Virgil heard the soft ticking of the grandfather clock as it struck noon. He countered by taking a bite of sandwich. Mother had sliced a ripe Hanover tomato and spread a generous amount of mayo on white bread for her boy, the bread so fresh it stuck to his teeth. He wanted cucumbers too. Virgil was fond of cucumbers. Momma had pickled the last batch of cucumbers. Virgil was let down. Instead, he took a drink from the heavy crystal glass. Tart lemonade touched the tip of his tongue; his nose burned and his eyes watered.

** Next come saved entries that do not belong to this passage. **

use extract::EntityMention;
use graph::GraphView;
use ingest::InputSource;
use serde::Serialize;
use tracing::Instrument;

use crate::error::ProcessError;
use crate::metrics::TimedOperation;
use crate::state::AppState;

#[derive(Debug, Clone)]
pub struct UploadedFile {
    pub filename: String,
    pub bytes: Vec<u8>,
}

/// A raw form submission; `input_type` selects which field is used.
#[derive(Debug, Clone, Default)]
pub struct Submission {
    pub input_type: String,
    pub text: Option<String>,
    pub url: Option<String>,
    pub pdf: Option<UploadedFile>,
}

impl Submission {
    /// Pick the source named by `input_type`. An unknown type behaves like
    /// an empty text box.
    pub fn into_source(self) -> Result<InputSource, ProcessError> {
        match self.input_type.as_str() {
            "text" => Ok(InputSource::Text(self.text.unwrap_or_default())),
            "url" => match self.url {
                Some(url) if !url.trim().is_empty() => Ok(InputSource::Url(url)),
                _ => Err(ProcessError::EmptyUrl),
            },
            "pdf" => match self.pdf {
                Some(file) if !file.filename.is_empty() => Ok(InputSource::Pdf {
                    filename: file.filename,
                    bytes: file.bytes,
                }),
                _ => Err(ProcessError::NoPdf),
            },
            _ => Ok(InputSource::Text(String::new())),
        }
    }
}

#[derive(Debug, Clone, Serialize)]
pub struct ProcessOutcome {
    pub title: Option<String>,
    pub entities: Vec<EntityMention>,
    pub graph: GraphView,
    pub graph_filename: String,
}

/// Ingest, parse, extract, build and render one submission.
pub async fn process(state: &AppState, submission: Submission) -> Result<ProcessOutcome, ProcessError> {
    let _guard = state.pipeline.lock().await;

    let request_id = uuid::Uuid::new_v4();
    let span = tracing::info_span!("process", %request_id, input = %submission.input_type);

    let result = run(state, submission).instrument(span.clone()).await;

    state.metrics.record_request(result.is_ok());
    span.in_scope(|| match &result {
        Ok(outcome) => tracing::info!(
            entities = outcome.entities.len(),
            nodes = outcome.graph.nodes.len(),
            edges = outcome.graph.edges.len(),
            file = %outcome.graph_filename,
            "Submission processed"
        ),
        Err(e) => tracing::warn!(kind = e.kind(), error = %e, "Submission failed"),
    });

    result
}

async fn run(state: &AppState, submission: Submission) -> Result<ProcessOutcome, ProcessError> {
    let source = submission.into_source()?;
    tracing::debug!(source = source.kind(), "Ingesting");

    let timer = TimedOperation::start();
    let ingested = state
        .ingestor
        .ingest(source)
        .await
        .map_err(ProcessError::Ingest)?;
    state.metrics.record_ingest(timer.elapsed());

    if ingested.text.trim().is_empty() {
        return Err(ProcessError::EmptyText);
    }

    let timer = TimedOperation::start();
    let extraction = state
        .extractor
        .extract_from_text(&ingested.text)
        .await
        .map_err(ProcessError::Extract)?;
    state.metrics.record_extract(
        timer.elapsed(),
        extraction.entities.len(),
        extraction.relations.len(),
    );

    let timer = TimedOperation::start();
    let graph = graph::build_graph(&extraction);
    let graph_filename = state
        .renderer
        .render(&graph)
        .await
        .map_err(ProcessError::Render)?;
    state.metrics.record_render(timer.elapsed(), graph.edges.len());

    Ok(ProcessOutcome {
        title: ingested.title,
        entities: extraction.entities,
        graph,
        graph_filename,
    })
}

Putting the glass down Virgil closed his eyes three times, cleared his throat and shook his head violently to the right. He looked down at his father's clothes again. They felt itchy and the starch made him sweat. Virgil did not want these clothes any longer. Standing slowly, as if he might fall, he walked to the kitchen door.

"Momma," he called. The sound of his voice startled him.

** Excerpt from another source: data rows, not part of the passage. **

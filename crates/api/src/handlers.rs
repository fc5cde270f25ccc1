use axum::{
    Json,
    extract::{Multipart, State},
    http::StatusCode,
    response::{Html, IntoResponse, Response},
};
use serde::{Deserialize, Serialize};
use std::sync::Arc;

use crate::error::ProcessError;
use crate::metrics::MetricsSnapshot;
use crate::pages;
use crate::pipeline::{self, ProcessOutcome, Submission, UploadedFile};
use crate::state::AppState;

#[derive(Serialize)]
pub struct HealthResponse {
    status: String,
    parser: String,
}

#[derive(Deserialize)]
pub struct ExtractRequest {
    #[serde(default = "default_input_type")]
    input_type: String,
    text: Option<String>,
    url: Option<String>,
}

fn default_input_type() -> String {
    "text".to_string()
}

pub async fn index() -> Html<String> {
    Html(pages::index_page(None, None))
}

/// Form submission. Failures are shown on the page rather than as an
/// error status.
pub async fn submit(State(state): State<Arc<AppState>>, multipart: Multipart) -> Html<String> {
    let result = match read_form(multipart).await {
        Ok(submission) => pipeline::process(&state, submission).await,
        Err(e) => Err(e),
    };

    match result {
        Ok(outcome) => Html(pages::index_page(Some(&outcome), None)),
        Err(e) => Html(pages::index_page(None, Some(&e.to_string()))),
    }
}

async fn read_form(mut multipart: Multipart) -> Result<Submission, ProcessError> {
    let mut submission = Submission::default();

    while let Some(field) = multipart
        .next_field()
        .await
        .map_err(|e| ProcessError::BadRequest(e.body_text()))?
    {
        let name = field.name().unwrap_or_default().to_string();
        match name.as_str() {
            "input_type" => submission.input_type = read_text(field).await?,
            "text_input" => submission.text = Some(read_text(field).await?),
            "url_input" => submission.url = Some(read_text(field).await?),
            "pdf_file" => {
                let filename = field.file_name().unwrap_or_default().to_string();
                let bytes = field
                    .bytes()
                    .await
                    .map_err(|e| ProcessError::BadRequest(e.body_text()))?;
                submission.pdf = Some(UploadedFile {
                    filename,
                    bytes: bytes.to_vec(),
                });
            }
            other => tracing::debug!(field = other, "Ignoring unknown form field"),
        }
    }

    Ok(submission)
}

async fn read_text(field: axum::extract::multipart::Field<'_>) -> Result<String, ProcessError> {
    field
        .text()
        .await
        .map_err(|e| ProcessError::BadRequest(e.body_text()))
}

pub async fn extract_json(
    State(state): State<Arc<AppState>>,
    Json(req): Json<ExtractRequest>,
) -> Result<Json<ProcessOutcome>, ProcessError> {
    let submission = Submission {
        input_type: req.input_type,
        text: req.text,
        url: req.url,
        pdf: None,
    };

    pipeline::process(&state, submission).await.map(Json)
}

pub async fn health(State(state): State<Arc<AppState>>) -> Response {
    match state.extractor.parser().health().await {
        Ok(()) => Json(HealthResponse {
            status: "ok".to_string(),
            parser: "ok".to_string(),
        })
        .into_response(),
        Err(e) => (
            StatusCode::SERVICE_UNAVAILABLE,
            Json(HealthResponse {
                status: "degraded".to_string(),
                parser: format!("error: {:#}", e),
            }),
        )
            .into_response(),
    }
}

pub async fn stats(State(state): State<Arc<AppState>>) -> Json<MetricsSnapshot> {
    Json(state.metrics.snapshot())
}
use anyhow::{Context, Result};
use reqwest::{Client, Url};
use scraper::{ElementRef, Html, Selector};
use serde::Serialize;
use std::time::Duration;

#[derive(Debug, Clone, Serialize)]
pub struct Article {
    pub url: String,
    pub title: Option<String>,
    pub text: String,
}

/// Downloads a web page and pulls out its main body text.
#[derive(Clone)]
pub struct ArticleFetcher {
    client: Client,
}

impl ArticleFetcher {
    pub fn new(timeout: Duration, user_agent: &str) -> Result<Self> {
        let client = Client::builder()
            .user_agent(user_agent)
            .timeout(timeout)
            .redirect(reqwest::redirect::Policy::limited(5))
            .build()
            .context("Failed to build HTTP client")?;

        Ok(Self { client })
    }

    pub async fn fetch(&self, url: &str) -> Result<Article> {
        let parsed = Url::parse(url.trim()).with_context(|| format!("Invalid URL: {}", url))?;

        let response = self
            .client
            .get(parsed.clone())
            .send()
            .await
            .with_context(|| format!("Failed to fetch {}", parsed))?;

        if !response.status().is_success() {
            anyhow::bail!("Fetching {} failed: {}", parsed, response.status());
        }

        let html = response
            .text()
            .await
            .with_context(|| format!("Failed to read body of {}", parsed))?;

        let (title, text) = extract_article(&html);
        tracing::info!(url = %parsed, chars = text.len(), "Fetched article");

        Ok(Article {
            url: parsed.to_string(),
            title,
            text,
        })
    }
}

fn selector(css: &str) -> Selector {
    // Only called with literal selectors below.
    Selector::parse(css).unwrap_or_else(|e| panic!("invalid selector {css:?}: {e:?}"))
}

/// Best-effort main text: paragraphs inside `<article>`, else `<main>`,
/// else the whole `<body>`. Paragraphs are separated by blank lines.
pub fn extract_article(html: &str) -> (Option<String>, String) {
    let document = Html::parse_document(html);

    let title = document
        .select(&selector("title"))
        .next()
        .map(element_text)
        .filter(|t| !t.is_empty());

    let paragraphs = selector("p, h1, h2, h3, li");
    for container in ["article", "main", "body"] {
        let Some(root) = document.select(&selector(container)).next() else {
            continue;
        };

        let blocks: Vec<String> = root
            .select(&paragraphs)
            .filter(|el| !inside_skipped(el))
            .map(element_text)
            .filter(|t| !t.is_empty())
            .collect();

        if !blocks.is_empty() {
            return (title, blocks.join("\n\n"));
        }
    }

    (title, String::new())
}

/// Collapsed text content of an element.
fn element_text(el: ElementRef<'_>) -> String {
    el.text()
        .collect::<String>()
        .split_whitespace()
        .collect::<Vec<_>>()
        .join(" ")
}

/// Navigation, boilerplate and nested list items are not article text.
fn inside_skipped(el: &ElementRef<'_>) -> bool {
    el.ancestors()
        .filter_map(ElementRef::wrap)
        .any(|a| matches!(a.value().name(), "nav" | "header" | "footer" | "aside" | "script" | "style" | "li" | "p"))
}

Virgil peered into the bright, roomy kitchen. The small black and white tiles made him dizzy. A fern dangled over the sink. There was a basket full of fresh citrus on the butcher block, ruby reds, clemmies, limes and lemons. He remembered his father would spend hours on the porch drinking momma’s lemonade. Virgil Jr. hated lemonade. Virgil Jr. wanted tea. He blinked his eyes three times, cleared his throat and shook his head. Virgil looked down. Virgil hated this shirt.

On the wide, white stovetop the kettle spit and began to whistle. Momma had already melted the cane sugar in a blue and white pitcher and it rested on the counter.  She was sprawled on the floor. Her face looked out the white screen door. Her body faced the opposite wall, her eyes black holes. Virgil remembered that he had wanted something. He wanted tea. And he wanted to take off his daddy's shirt. Virgil asked his momma to stop crying. And then he wanted her to stop looking at him. Virgil blinked, cleared his throat and shook his head.

"It’s okay, Momma." He kept his chin down in shame. "Lemonade’ll do."